The task force’s work began in July 2021 and, working with Stolzenburg, produced a detailed audit of the current zoning. “Then she used that audit to basically educate the task force, and to bring the task force together to understand the details and the magnitude, frankly, of what we were dealing with,” Ritchey said. “One of the things that Nan pointed out to us is that the code is really one aspect of what the town will have, and then also, there’s a set of tools that we will bring to the town as well…Those tools are things like incentives for property owners that would help the property owners design or bring their property more aligned with us and of our town and the character of our town and, and maybe even also to make it more environmentally aligned with our values, meaning a more energy efficient home would be an incentive as well.”
One example is to use dwellings per acre instead of lot size, which would allow clustering and more efficient use of space, he said.
The task force is also looking at changes to the town’s accessory dwelling unit law. An ADU is a second small living space like an apartment above a garage, a backyard cottage or a basement converted into an apartment.

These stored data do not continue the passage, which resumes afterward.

//! Rendezvous-based peer discovery.
//!
//! The [`DiscoveryResolver`] drives the DHT collaborator through bootstrap and
//! advertisement and turns its raw lookup results into a stream of
//! connectable candidates: never the local node, and never the same peer
//! twice during the resolver's lifetime.

use crate::network::{PeerAddress, Rendezvous, RendezvousTopic};
use crate::utils::{DiscoveryConfig, DiscoveryError, Result};
use futures::future;
use futures::stream::{BoxStream, Stream, StreamExt};
use libp2p::PeerId;
use std::collections::HashSet;
use std::sync::{Arc, Mutex, PoisonError};
use std::time::Duration;

/// Set of peer ids already handed out as candidates.
///
/// Cloning shares the set, so several candidate sources feeding one resolver
/// de-duplicate against each other.
#[derive(Debug, Clone, Default)]
pub struct SeenPeers {
    inner: Arc<Mutex<HashSet<PeerId>>>,
}

impl SeenPeers {
    /// Create an empty set
    pub fn new() -> Self {
        Self::default()
    }

    /// Record `peer_id`; returns true only the first time it is seen
    pub fn insert_if_new(&self, peer_id: PeerId) -> bool {
        self.inner
            .lock()
            .unwrap_or_else(PoisonError::into_inner)
            .insert(peer_id)
    }

    /// Whether `peer_id` has been seen
    pub fn contains(&self, peer_id: &PeerId) -> bool {
        self.inner
            .lock()
            .unwrap_or_else(PoisonError::into_inner)
            .contains(peer_id)
    }

    /// Number of distinct peers seen
    pub fn len(&self) -> usize {
        self.inner.lock().unwrap_or_else(PoisonError::into_inner).len()
    }

    /// Whether no peer has been seen yet
    pub fn is_empty(&self) -> bool {
        self.len() == 0
    }
}

/// Turns DHT participation into a de-duplicated candidate stream
pub struct DiscoveryResolver<R> {
    /// DHT collaborator
    rendezvous: R,
    /// Identifier of the local node, never yielded
    local_peer_id: PeerId,
    /// Candidates handed out so far
    seen: SeenPeers,
    /// Upper bound for the bootstrap query
    bootstrap_timeout: Duration,
    /// Wait after bootstrap before lookups are trusted
    settle_delay: Duration,
}

impl<R: Rendezvous> DiscoveryResolver<R> {
    /// Create a resolver using the timeouts from `config`
    pub fn new(rendezvous: R, local_peer_id: PeerId, config: &DiscoveryConfig) -> Self {
        Self::with_timeouts(
            rendezvous,
            local_peer_id,
            config.bootstrap_timeout(),
            config.settle_delay(),
        )
    }

    /// Create a resolver with explicit timeouts
    pub fn with_timeouts(
        rendezvous: R,
        local_peer_id: PeerId,
        bootstrap_timeout: Duration,
        settle_delay: Duration,
    ) -> Self {
        Self {
            rendezvous,
            local_peer_id,
            seen: SeenPeers::new(),
            bootstrap_timeout,
            settle_delay,
        }
    }

    /// The set of peers already yielded
    pub fn seen(&self) -> &SeenPeers {
        &self.seen
    }

    /// Join the DHT through `seeds`
    ///
    /// # Errors
    ///
    /// Returns `DiscoveryError::Bootstrap` if there is no usable seed, the
    /// bootstrap query fails, or it does not finish within the timeout.
    pub async fn bootstrap(&self, seeds: &[PeerAddress]) -> Result<()> {
        let seeds: Vec<PeerAddress> = seeds
            .iter()
            .filter(|seed| seed.peer_id != self.local_peer_id)
            .cloned()
            .collect();

        if seeds.is_empty() {
            return Err(DiscoveryError::Bootstrap {
                reason: "no seed peers available".to_string(),
            }
            .into());
        }

        log::info!("Bootstrapping DHT through {} seed peer(s)", seeds.len());
        let bootstrap = self.rendezvous.bootstrap(&seeds);
        match tokio::time::timeout(self.bootstrap_timeout, bootstrap).await {
            Ok(result) => result?,
            Err(_) => {
                return Err(DiscoveryError::Bootstrap {
                    reason: format!("timed out after {:?}", self.bootstrap_timeout),
                }
                .into())
            }
        }

        // Routing table population continues asynchronously after bootstrap.
        tokio::time::sleep(self.settle_delay).await;
        Ok(())
    }

    /// Publish this node under `topic`; safe to repeat
    pub async fn advertise(&self, topic: &RendezvousTopic) -> Result<()> {
        log::info!("Announcing ourselves under '{}'", topic);
        self.rendezvous.advertise(topic).await?;
        log::info!("Successfully announced under '{}'", topic);
        Ok(())
    }

    /// Filtered candidate stream for `topic`
    pub async fn find_peers(
        &self,
        topic: &RendezvousTopic,
    ) -> Result<BoxStream<'static, PeerAddress>> {
        log::info!("Searching for other peers under '{}'", topic);
        let raw = self.rendezvous.find_peers(topic).await?;
        Ok(self.filter_candidates(raw))
    }

    /// Apply self-exclusion and first-seen de-duplication to any candidate
    /// source
    pub fn filter_candidates<S>(&self, candidates: S) -> BoxStream<'static, PeerAddress>
    where
        S: Stream<Item = PeerAddress> + Send + 'static,
    {
        let local_peer_id = self.local_peer_id;
        let seen = self.seen.clone();
        candidates
            .filter(move |peer| {
                let keep = peer.peer_id != local_peer_id && seen.insert_if_new(peer.peer_id);
                if keep {
                    log::info!("Found peer: {}", peer);
                }
                future::ready(keep)
            })
            .boxed()
    }
}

Updates to the zoning code will be reviewed in the coming weeks and completed by February for feedback in March.
“And then together working with you, and the other committees, we want to bring this to the communities so that by May, the town will have a really solid sense of where it wants to go, and will be able to submit to the county Planning Board for their review and comments,” De Wan said.
“So by June, you’ll have some feedback from the county, and you can move forward to proceed with revising the zoning code, in keeping with the work that we’ve been doing together.”
The update to the Town Board was the first in a series of meetings with other boards and committees, Ritchey said. “Essentially, what we’re doing is going to each of the town’s committees and boards and sharing this similar information as to what we’re doing. At that point, we’re opening up to each of them an opportunity to interface with us, the task force, on the aspects of the housing code that has directly to do with those committees.”